Saved entries
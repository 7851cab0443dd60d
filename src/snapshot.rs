//! # Snapshot Module
//!
//! The read-only input bundle for one reconciliation run: recipes with their
//! lines and linked product cards, specifications and their rules, conversion
//! tables, the keyword dictionary and extra unit synonyms. Snapshots are JSON
//! files exported from the relational store.

use anyhow::{Context, Result};
use chrono::NaiveDate;
use log::{debug, info, warn};
use serde::{Deserialize, Serialize};
use std::collections::{BTreeMap, HashSet};
use std::fs;
use std::path::Path;

use crate::conversion::{ConversionResolver, ConversionTable, ProductConversionTable};
use crate::costing::{CostEngine, SeverityTiers};
use crate::ingredient_matcher::IngredientMatcher;
use crate::price_resolver::PriceResolver;
use crate::reconcile_config::ReconcileConfig;
use crate::reconcile_errors::ReconcileError;
use crate::reconcile_model::{
    ConversionEntry, KeywordEntry, ProductConversionEntry, Recipe, Specification,
    SpecificationRule,
};
use crate::unit_normalizer::UnitNormalizer;

#[derive(Debug, Clone, Default, PartialEq, Serialize, Deserialize)]
#[serde(default)]
pub struct ReconcileSnapshot {
    pub recipes: Vec<Recipe>,
    pub specifications: Vec<Specification>,
    pub rules: Vec<SpecificationRule>,
    pub conversions: Vec<ConversionEntry>,
    pub product_conversions: Vec<ProductConversionEntry>,
    pub keywords: Vec<KeywordEntry>,
    /// Extra `variant -> standard` unit spellings
    pub unit_synonyms: BTreeMap<String, String>,
}

impl ReconcileSnapshot {
    /// Parse a snapshot from JSON text and validate it
    pub fn from_json(text: &str) -> Result<Self> {
        let snapshot: Self = serde_json::from_str(text).context("Failed to parse snapshot JSON")?;
        snapshot.validate()?;
        Ok(snapshot)
    }

    /// Read and validate a snapshot file
    pub fn load<P: AsRef<Path>>(path: P) -> Result<Self> {
        let path = path.as_ref();
        let text = fs::read_to_string(path)
            .with_context(|| format!("Failed to read snapshot {}", path.display()))?;
        let snapshot = Self::from_json(&text)
            .with_context(|| format!("Invalid snapshot {}", path.display()))?;
        info!(
            "Loaded snapshot {}: {} recipes, {} specifications, {} rules",
            path.display(),
            snapshot.recipes.len(),
            snapshot.specifications.len(),
            snapshot.rules.len()
        );
        Ok(snapshot)
    }

    /// Reject duplicate ids; rules of unknown specifications are only logged
    pub fn validate(&self) -> Result<(), ReconcileError> {
        let mut recipe_ids = HashSet::new();
        for recipe in &self.recipes {
            if !recipe_ids.insert(recipe.id) {
                return Err(ReconcileError::Snapshot(format!(
                    "duplicate recipe id {}",
                    recipe.id
                )));
            }
        }

        let mut spec_ids = HashSet::new();
        for spec in &self.specifications {
            if !spec_ids.insert(spec.id) {
                return Err(ReconcileError::Snapshot(format!(
                    "duplicate specification id {}",
                    spec.id
                )));
            }
        }

        let orphans = self
            .rules
            .iter()
            .filter(|r| !spec_ids.contains(&r.specification_id))
            .count();
        if orphans > 0 {
            warn!("{} rules reference unknown specifications", orphans);
        }

        Ok(())
    }

    pub fn specification(&self, id: i64) -> Option<&Specification> {
        self.specifications.iter().find(|s| s.id == id)
    }

    /// Specifications in id order
    pub fn specifications_by_id(&self) -> Vec<&Specification> {
        let mut specs: Vec<&Specification> = self.specifications.iter().collect();
        specs.sort_by_key(|s| s.id);
        specs
    }

    pub fn rules_for(&self, specification_id: i64) -> Vec<SpecificationRule> {
        crate::reports::rules_for_specification(&self.rules, specification_id)
    }

    /// Normalizer with the built-in synonyms, this snapshot's extras and the configured default unit
    pub fn normalizer(&self, config: &ReconcileConfig) -> UnitNormalizer {
        UnitNormalizer::default()
            .with_synonyms(self.unit_synonyms.iter())
            .with_default_unit(&config.default_unit)
    }

    /// Assemble the costing engine for this snapshot
    ///
    /// Fails when a conversion entry carries an unusable multiplier.
    pub fn build_engine(
        &self,
        config: &ReconcileConfig,
        today: NaiveDate,
    ) -> Result<CostEngine, ReconcileError> {
        let normalizer = self.normalizer(config);
        let global = ConversionTable::from_entries(&self.conversions, &normalizer)?;
        let product = ProductConversionTable::from_entries(&self.product_conversions, &normalizer)?;
        debug!(
            "Conversion tables: {} global, {} per-product, {} fallback",
            global.len(),
            product.len(),
            config.fallback.len()
        );

        Ok(CostEngine::new(
            normalizer,
            ConversionResolver::new(product, global, config.fallback.clone()),
            PriceResolver::from_config(config, today),
            IngredientMatcher::new(self.keywords.clone()),
            SeverityTiers::from_config(config),
        ))
    }
}

#[cfg(test)]
mod tests {
    use super::*;

    const SAMPLE: &str = r#"{
        "recipes": [
            {
                "id": 1,
                "name": "Tavuk Sote",
                "subtype_id": 3,
                "lines": [
                    {
                        "id": 10,
                        "ingredient_name": "tavuk göğsü",
                        "quantity": 200,
                        "unit": "GR",
                        "product": { "id": 7, "standard_unit": "kg", "active_price": 50 }
                    }
                ]
            }
        ],
        "specifications": [ { "id": 1, "code": "KYK" } ],
        "rules": [
            { "id": 100, "specification_id": 1, "subtype_id": 3, "material_type": "Tavuk", "allocation": 150, "unit": "g" },
            { "id": 101, "specification_id": 9, "material_type": "Un", "allocation": 20 }
        ],
        "conversions": [ { "source_unit": "Gram", "target_unit": "Kilo", "multiplier": 0.001 } ],
        "keywords": [ { "material_type": "Tavuk", "keywords": ["tavuk"] } ],
        "unit_synonyms": { "porsiyon": "adet" }
    }"#;

    #[test]
    fn test_parse_sample() {
        let snapshot = ReconcileSnapshot::from_json(SAMPLE).unwrap();
        assert_eq!(snapshot.recipes.len(), 1);
        assert_eq!(snapshot.recipes[0].lines[0].quantity, Some(200.0));
        assert_eq!(snapshot.rules_for(1).len(), 1);
        assert!(snapshot.product_conversions.is_empty());
        assert_eq!(snapshot.specification(1).map(|s| s.code.as_str()), Some("KYK"));
    }

    #[test]
    fn test_missing_sections_default_to_empty() {
        let snapshot = ReconcileSnapshot::from_json("{}").unwrap();
        assert!(snapshot.recipes.is_empty());
        assert!(snapshot.unit_synonyms.is_empty());
    }

    #[test]
    fn test_duplicate_recipe_ids_rejected() {
        let text = r#"{ "recipes": [ { "id": 1, "name": "a" }, { "id": 1, "name": "b" } ] }"#;
        let err = ReconcileSnapshot::from_json(text).unwrap_err();
        assert!(format!("{err:#}").contains("duplicate recipe id 1"));
    }

    #[test]
    fn test_build_engine() {
        let snapshot = ReconcileSnapshot::from_json(SAMPLE).unwrap();
        let config = ReconcileConfig::default();
        let engine = snapshot
            .build_engine(&config, NaiveDate::from_ymd_opt(2026, 3, 1).unwrap())
            .unwrap();

        assert_eq!(engine.normalizer().normalize(Some("Porsiyon")), "adet");
        assert_eq!(engine.conversions().resolve("g", "kg", None).multiplier(), Some(0.001));

        let spec = snapshot.specification(1).unwrap();
        let eval = engine
            .evaluate_pair(&snapshot.recipes[0], spec, &snapshot.rules_for(1))
            .unwrap();
        assert_eq!(eval.recipe_total, 10.0);
        assert_eq!(eval.spec_total, 7.5);
    }

    #[test]
    fn test_invalid_conversion_fails_engine() {
        let text = r#"{ "conversions": [ { "source_unit": "g", "target_unit": "kg", "multiplier": 0 } ] }"#;
        let snapshot = ReconcileSnapshot::from_json(text).unwrap();
        let result = snapshot.build_engine(
            &ReconcileConfig::default(),
            NaiveDate::from_ymd_opt(2026, 3, 1).unwrap(),
        );
        assert!(matches!(result, Err(ReconcileError::InvalidConversion(_))));
    }
}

#### Work to be completed
Using the records above, set down exactly the lines from the one with "use std::path::Path;" through the one with "let snapshot = Self::from_json(&text)", inclusive, and nothing more.

#### Result of the task
use std::path::Path;

use crate::conversion::{ConversionResolver, ConversionTable, ProductConversionTable};
use crate::costing::{CostEngine, SeverityTiers};
use crate::ingredient_matcher::IngredientMatcher;
use crate::price_resolver::PriceResolver;
use crate::reconcile_config::ReconcileConfig;
use crate::reconcile_errors::ReconcileError;
use crate::reconcile_model::{
    ConversionEntry, KeywordEntry, ProductConversionEntry, Recipe, Specification,
    SpecificationRule,
};
use crate::unit_normalizer::UnitNormalizer;

#[derive(Debug, Clone, Default, PartialEq, Serialize, Deserialize)]
#[serde(default)]
pub struct ReconcileSnapshot {
    pub recipes: Vec<Recipe>,
    pub specifications: Vec<Specification>,
    pub rules: Vec<SpecificationRule>,
    pub conversions: Vec<ConversionEntry>,
    pub product_conversions: Vec<ProductConversionEntry>,
    pub keywords: Vec<KeywordEntry>,
    /// Extra `variant -> standard` unit spellings
    pub unit_synonyms: BTreeMap<String, String>,
}

impl ReconcileSnapshot {
    /// Parse a snapshot from JSON text and validate it
    pub fn from_json(text: &str) -> Result<Self> {
        let snapshot: Self = serde_json::from_str(text).context("Failed to parse snapshot JSON")?;
        snapshot.validate()?;
        Ok(snapshot)
    }

    /// Read and validate a snapshot file
    pub fn load<P: AsRef<Path>>(path: P) -> Result<Self> {
        let path = path.as_ref();
        let text = fs::read_to_string(path)
            .with_context(|| format!("Failed to read snapshot {}", path.display()))?;
        let snapshot = Self::from_json(&text)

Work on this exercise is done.